Unleashing Local AI Video: A Comprehensive Guide to LTX-2 and ComfyUI Workflows

Navigating the rapidly evolving landscape of AI-powered creative tools can be exhilarating, and occasionally, a bit overwhelming. But every so often, a release emerges that genuinely shifts the paradigm. Today, we are diving deep into such a development: LTX-2, Lightricks' flagship open-source audio-video generation model. What makes LTX-2 truly stand out is its commitment to openness, providing not just the model weights, but also the full training code and benchmarks. This empowers developers and creators alike, moving beyond simple demos to truly adaptable, production-ready workflows that can run right on your local machine.

The Power of Truly Open-Source AI Video

LTX-2 isn't merely another wrapper around a proprietary system; it represents a significant leap forward for local AI video generation. Historically, 'open source' in AI often meant receiving model weights with little to no guidance on how to train or adapt them. LTX-2, however, provides a complete ecosystem, including its modular training framework and recipes. This is crucial because it allows studios and individual developers to fine-tune the model for specific domains or integrate it deeply into their existing pipelines, all while maintaining privacy and control over their intellectual property on local hardware. Imagine adapting a video generation model to perfectly understand your unique artistic style or specific corporate branding. LTX-2 makes that a tangible reality.

This robust model is optimized for NVIDIA's powerful RTX GPUs, making high-quality video creation accessible on consumer-grade hardware. It supports resolutions up to 4K and natively integrates audio, paving the way for truly immersive generative experiences. The flexibility of LTX-2 extends to various multimodal pipelines, including text-to-video, image-to-video, video-to-video, and even audio-conditioned generation, giving creators an unparalleled toolkit for bringing their visions to life.

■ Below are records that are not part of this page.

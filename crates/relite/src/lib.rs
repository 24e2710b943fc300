#![forbid(unsafe_code)]

//! Reactive building blocks: properties, observable objects and observable
//! collections, on top of the events in [`relite_core`].
//!
//! # Role in relite
//! `relite` is the public facade. It re-exports every `relite-core` type, so
//! applications depend on this crate alone.
//!
//! # Primary responsibilities
//! - **Property / ReadonlyProperty**: values read and written through
//!   pluggable accessor strategies.
//! - **Observable**: equality-gated `PropertyChanging` / `PropertyChanged`
//!   notification for types embedding an [`ObservableObject`].
//! - **ObservableCollection**: a sequence raising `CollectionChanging` /
//!   `CollectionChanged` around structural mutation, plus a read-only view.
//!
//! # Example
//! ```
//! use relite::{ChangeKind, ObservableCollection};
//!
//! let mut items = ObservableCollection::new();
//! let _sub = items.collection_changed().subscribe(|list, args| {
//!     assert_eq!(args.change, ChangeKind::Add);
//!     assert_eq!(list.len(), args.new_count);
//! });
//! items.push("first");
//! ```

pub mod collection;
pub mod error;
pub mod observable;
pub mod property;

pub use collection::{
    ChangeKind, CollectionChangedArgs, CollectionChangingArgs, CollectionEvent,
    ObservableCollection, ReadonlyObservableCollection,
};
pub use error::{ReactiveError, Result};
pub use observable::{
    Observable, ObservableObject, PropertyChangedArgs, PropertyChangingArgs, PropertyDescriptor,
};
pub use property::{AutoGetter, AutoSetter, Getter, Property, ReadonlyProperty, Setter};
pub use relite_core::{
    Detach, Event, Handler, ScopedSubscription, SenderEvent, SenderHandler, Subscription,
};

Essential Foundations for Your Journey

Before we immerse ourselves in the practicalities of LTX-2, let's ensure we have a solid foundation. While LTX-2 primarily integrates with a visual node-based interface, a basic understanding of a few key areas will significantly enhance your learning experience:

Python Fundamentals: Many AI tools and scripts are built with Python. While you won't be writing extensive Python code for ComfyUI's visual interface, familiarity with package management and basic scripting concepts is always beneficial.
Generative AI Concepts: A grasp of what generative models do, how prompts work, and the basic idea behind neural networks will make the workflow more intuitive.
Command Line Interface (CLI) Basics: For installing tools like ComfyUI and managing model weights, a comfort level with navigating your file system and executing commands in the terminal is very helpful.
GPU Awareness: Understanding your system's GPU, particularly its Video RAM (VRAM), is important, as it directly impacts what models and resolutions you can run locally. LTX-2 is optimized for NVIDIA RTX GPUs, so having one is a significant advantage.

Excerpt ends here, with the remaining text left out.